Nicely enough, it isn’t trying to be the bully that gives me the finger for trying to access a self-signed cert web site over TLS 1.2. I can actually get work done now.

Weirdly, it’s the only browser that causes the “Next” button (to advance to the next page of search results) to twitch horizontally. I need to position the mouse pointer over the “t” in Next, let go of the mouse, and tap the Shift key to set the position. Sometimes the Next button shifts to the right, and sometimes it does not. But if it does, then when the mouse pointer gets played back to the same position, is still over the “N” in Next, and the button press does work.

Wow Perl PAR::Packer sucks

I presented a problem to my boss, where I need to let about 30 desktop technicians run some code I’ve written. My boss said when he is in that position, he writes it in PowerShell, and uses PS2EXE. This is good idea. I found that in the Perl world, the same idea is in PAR::Packer.

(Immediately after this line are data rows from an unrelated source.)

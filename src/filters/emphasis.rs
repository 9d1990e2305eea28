//! Two-tap FIR emphasis / de-emphasis.
//!
//! With `e = 10^(-dB/20)` the taps are `c = (e + 1) / 2` on the current bit
//! and `p = (e - 1) / 2` on the previous one, one UI apart. Pre-emphasis
//! scales the result by `1 / e`. The first UI of the input has no previous
//! bit, so the output starts one tap later.

use crate::buffer::{AcceleratedBuffer, PoolId, ScratchPool};
use crate::compute::kernels::{EmphasisPush, EMPHASIS};
use crate::error::{Result, ScopeError};
use crate::graph::{is_analog_waveform, Filter, FilterParameter, InputLocation, NodeCore, RefreshContext, Stream};
use crate::units::Unit;
use crate::waveform::{UniformWaveform, Waveform, FS_PER_SECOND};

pub const NAME: &str = "Emphasis";

pub const PARAM_TYPE: &str = "Emphasis Type";
pub const PARAM_AMOUNT: &str = "Emphasis Amount";
pub const PARAM_DATA_RATE: &str = "Data Rate";

#[derive(Debug, Clone, Copy, PartialEq, Eq)]
pub enum EmphasisType {
    DeEmphasis = 0,
    PreEmphasis = 1,
}

impl EmphasisType {
    fn from_index(i: i64) -> Self {
        if i == EmphasisType::PreEmphasis as i64 {
            EmphasisType::PreEmphasis
        } else {
            EmphasisType::DeEmphasis
        }
    }
}

/// Filter taps for an emphasis amount in dB
#[derive(Debug, Clone, Copy, PartialEq)]
pub struct EmphasisTaps {
    pub c: f32,
    pub p: f32,
    pub scale: f32,
}

impl EmphasisTaps {
    pub fn new(kind: EmphasisType, db: f64) -> Self {
        let e = 10f64.powf(-db / 20.0);
        let scale = match kind {
            EmphasisType::DeEmphasis => 1.0,
            EmphasisType::PreEmphasis => 1.0 / e,
        };
        Self {
            c: ((e + 1.0) / 2.0) as f32,
            p: ((e - 1.0) / 2.0) as f32,
            scale: scale as f32,
        }
    }
}

/// Reference implementation of the `emphasis` kernel
pub fn apply_emphasis(samples: &[f32], tap: usize, taps: EmphasisTaps) -> Vec<f32> {
    let count = samples.len().saturating_sub(tap);
    (0..count)
        .map(|i| (samples[i + tap] * taps.c + samples[i] * taps.p) * taps.scale)
        .collect()
}

#[derive(Debug)]
pub struct EmphasisFilter {
    core: NodeCore,
}

impl EmphasisFilter {
    pub fn new(color: &str) -> Self {
        let mut core = NodeCore::new(NAME, color);
        core.create_input("din");
        core.add_stream(Stream::analog("data", Unit::Volts));
        let params = core.parameters_mut();
        params.insert(
            PARAM_TYPE,
            FilterParameter::enumeration(
                &[
                    ("De-emphasis", EmphasisType::DeEmphasis as i64),
                    ("Pre-emphasis", EmphasisType::PreEmphasis as i64),
                ],
                EmphasisType::DeEmphasis as i64,
            ),
        );
        params.insert(PARAM_AMOUNT, FilterParameter::float(6.0, Unit::Db));
        params.insert(PARAM_DATA_RATE, FilterParameter::float(1.25e9, Unit::BitsPerSecond));
        Self { core }
    }

    pub fn taps(&self) -> EmphasisTaps {
        let p = self.core.parameters();
        EmphasisTaps::new(EmphasisType::from_index(p.int(PARAM_TYPE)), p.float(PARAM_AMOUNT))
    }

    /// Samples per UI at the given input timescale
    pub fn samples_per_tap(&self, timescale: i64) -> Result<usize> {
        let rate = self.core.parameters().float(PARAM_DATA_RATE);
        if rate.is_nan() || rate <= 0.0 {
            return Err(ScopeError::InvalidParameter(format!("data rate must be positive, got {}", rate)));
        }
        let ui_fs = FS_PER_SECOND as f64 / rate;
        let tap = (ui_fs / timescale.max(1) as f64).round();
        if tap < 1.0 {
            return Err(ScopeError::InvalidInput(format!(
                "sample interval {} fs is longer than one UI",
                timescale
            )));
        }
        Ok(tap as usize)
    }

    fn run_on_device(
        input: &UniformWaveform<f32>,
        out: &mut UniformWaveform<f32>,
        tap: usize,
        taps: EmphasisTaps,
        ctx: &mut RefreshContext<'_>,
    ) -> Result<bool> {
        let Some(mut pipe) = ctx.compute().pipeline(EMPHASIS) else {
            return Ok(false);
        };
        let count = input.len() - tap;
        if !pipe.fits(count) {
            return Ok(false);
        }
        out.resize(count)?;
        pipe.bind_input(0, &input.samples, ctx.cmd())?;
        pipe.bind_buffer(1, &mut out.samples, ctx.cmd(), true)?;
        let push = EmphasisPush {
            count: count as u32,
            samples_per_tap: tap as u32,
            c: taps.c,
            p: taps.p,
            scale: taps.scale,
        };
        let groups = pipe.groups_for(count);
        pipe.dispatch(ctx.cmd(), &push, groups, 1, 1)?;
        ctx.submit_and_block()?;
        out.mark_modified_from_gpu();
        Ok(true)
    }
}

impl Filter for EmphasisFilter {
    crate::graph::filter_core!();

    fn validate_channel(&self, i: usize, stream: &Stream) -> bool {
        i == 0 && is_analog_waveform(stream)
    }

    fn input_location(&self) -> InputLocation {
        InputLocation::DontCare
    }

    fn refresh(&mut self, ctx: &mut RefreshContext<'_>) -> Result<()> {
        let input = match ctx.input_waveform(0)? {
            Waveform::UniformAnalog(w) => w,
            _ => {
                return Err(ScopeError::InvalidInput(
                    "emphasis needs a uniformly sampled analog input".to_string(),
                ))
            }
        };
        let ts = input.header.timescale;
        let tap = self.samples_per_tap(ts)?;
        if tap >= input.len() {
            return Err(ScopeError::InvalidInput(format!(
                "waveform of {} samples is shorter than one UI ({} samples)",
                input.len(),
                tap
            )));
        }
        if tap > u32::MAX as usize || input.len() > u32::MAX as usize {
            return Err(ScopeError::InvalidInput("waveform too long".to_string()));
        }
        let taps = self.taps();

        let mut out = UniformWaveform::new(ts);
        out.header.copy_timebase_from(&input.header);
        out.header.trigger_phase = input.header.trigger_phase + tap as i64 * ts;

        if !Self::run_on_device(input, &mut out, tap, taps, ctx)? {
            let result = if input.samples.host_valid() {
                apply_emphasis(input.samples.as_slice(), tap, taps)
            } else {
                let pool = ScratchPool::global();
                let mut staged = pool.allocate::<f32>(PoolId::SCRATCH);
                staged.copy_from(&input.samples)?;
                staged.prepare_for_cpu_access()?;
                let result = apply_emphasis(staged.as_slice(), tap, taps);
                pool.free(staged, PoolId::SCRATCH);
                result
            };
            out.samples = AcceleratedBuffer::from_vec(result);
            out.mark_modified_from_cpu();
        }

        if let Some(y_unit) = ctx.input(0).map(|s| s.y_unit) {
            self.core.streams_mut()[0].y_unit = y_unit;
        }
        self.core.set_output_waveform(0, out.into());
        Ok(())
    }
}

#[cfg(test)]
mod tests {
    use super::*;
    use crate::compute::{ComputeContext, ComputeDevice, DeviceCaps};
    use crate::filters::test_support;

    fn output(f: &mut EmphasisFilter) -> (i64, Vec<f32>) {
        let w = f.core_mut().stream_mut(0).unwrap().waveform_mut().unwrap();
        w.prepare_for_cpu_access().unwrap();
        let phase = w.header().trigger_phase;
        (phase, w.as_uniform_analog().unwrap().samples.to_vec())
    }

    fn step(n: usize, at: usize) -> Vec<f32> {
        (0..n).map(|i| if i >= at { 1.0 } else { 0.0 }).collect()
    }

    #[test]
    fn test_step_response() {
        // 10 GSa/s, 1.25 Gb/s: 8 samples per UI
        let mut f = EmphasisFilter::new("#ffffff");
        let input = test_support::analog_stream(step(400, 100), 100_000);
        test_support::refresh(&mut f, &[&input]).unwrap();

        let tap = 8;
        let (phase, out) = output(&mut f);
        assert_eq!(phase, tap as i64 * 100_000);
        let at = |sample: usize| out[sample - tap];

        let e = 10f64.powf(-0.3);
        assert!((at(100) as f64 - (e + 1.0) / 2.0).abs() < 1e-6);
        assert!((at(100) - 0.7506).abs() < 1e-4);
        assert!((at(100 + tap) as f64 - e).abs() < 1e-6);
        assert_eq!(at(99), 0.0);
    }

    #[test]
    fn test_impulse_response_is_exact() {
        let taps = EmphasisTaps::new(EmphasisType::DeEmphasis, 3.5);
        let tap = 5;
        let mut impulse = vec![0.0f32; 64];
        impulse[20] = 1.0;
        let out = apply_emphasis(&impulse, tap, taps);
        // Output index i is input time i + tap
        for (i, &v) in out.iter().enumerate() {
            let n = i + tap;
            let expected = if n == 20 {
                taps.c
            } else if n == 20 + tap {
                taps.p
            } else {
                0.0
            };
            assert_eq!(v, expected, "time {}", n);
        }
    }

    #[test]
    fn test_pre_emphasis_scale() {
        let taps = EmphasisTaps::new(EmphasisType::PreEmphasis, 6.0);
        let e = 10f64.powf(-0.3);
        assert!((taps.scale as f64 - 1.0 / e).abs() < 1e-6);
        // Settled level of a long run stays at 1.0
        assert!(((taps.c + taps.p) * taps.scale - 1.0).abs() < 1e-6);
    }

    #[test]
    fn test_device_matches_reference() {
        let dev = ComputeDevice::new("dev", DeviceCaps::default());
        let compute = ComputeContext::with_device(dev.clone());
        let samples: Vec<f32> = (0..1000).map(|i| ((i * 37) % 11) as f32 / 11.0 - 0.5).collect();
        let input = test_support::analog_stream(samples.clone(), 100_000);

        let mut f = EmphasisFilter::new("#ffffff");
        test_support::refresh_on(&mut f, &[&input], &compute).unwrap();
        assert_eq!(dev.stats().dispatches, 1);
        let (_, gpu) = output(&mut f);
        let cpu = apply_emphasis(&samples, 8, f.taps());
        assert_eq!(gpu, cpu);
    }

    #[test]
    fn test_short_input() {
        let mut f = EmphasisFilter::new("#ffffff");
        let input = test_support::analog_stream(vec![0.0; 4], 100_000);
        assert!(matches!(
            test_support::refresh(&mut f, &[&input]),
            Err(ScopeError::InvalidInput(_))
        ));
    }
}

A super simple script, running on my Linux box, takes less than one second to run. Open up an SQLite database, fetch all 20 records, sort them, print them. Simple. Less than one second.

The Windows .exe version takes 19 seconds.

Every. single. run.

There is no way that the on-call technicians who have to run the scripts I’m writing are going to be happy with that. And it would make me feel bad, inflicting that sort of this-is-time-of-my-life-that-I-am-not-getting-back on some poor soul who got a call at two in the morning, to deal with whomever for whatever.

Normally, on Windows, I used WinBatch. Did so for 20 years. But alas, WinBatch was always a for-pay product, and eventually hobbyists wrote AutoHotKey (or was it Auto-It?) (for free) to do everything WinBatch does. Also, the real goal was to take my Perl scripts that use REST to get and put JSON or XML at a web service. WinBatch has lots of old extenders, but rarely any new ones. I don’t know of a REST extender for WinBatch. I don’t know of anything in WinBatch that does what DBI does in the Perl world. The WinBatch answer is to install MS Access (or whatever) and use COM to drive the actual database client. Avoiding installing software is part of the goal here. I need something That Just Works.

And preferably works in a second or two; not twenty.

I’ve got REST modules written in Perl. I’ve gotten far enough in my Perl skills to put standardized code in modules, and then use those modules. But that meant putting modifying the search environment for finding modules. Guess what doesn’t work with PAR::Packer?

Okay, crap, I can move all my modules into the root directory where my scripts are. This is stupid, but I’ll do it.

And then I find that the execution speed of even a simple script is terrible.

Searching for a solution, of course the answer is “You’re doing Perl wrong, if you don’t want to install an entire development environment on every workstation”.

Well, thanks for nothing. Apparently I need to give up Perl and start learning PowerShell. PowerShell does rather look like Perl, so maybe it won’t be too terrible of a transition.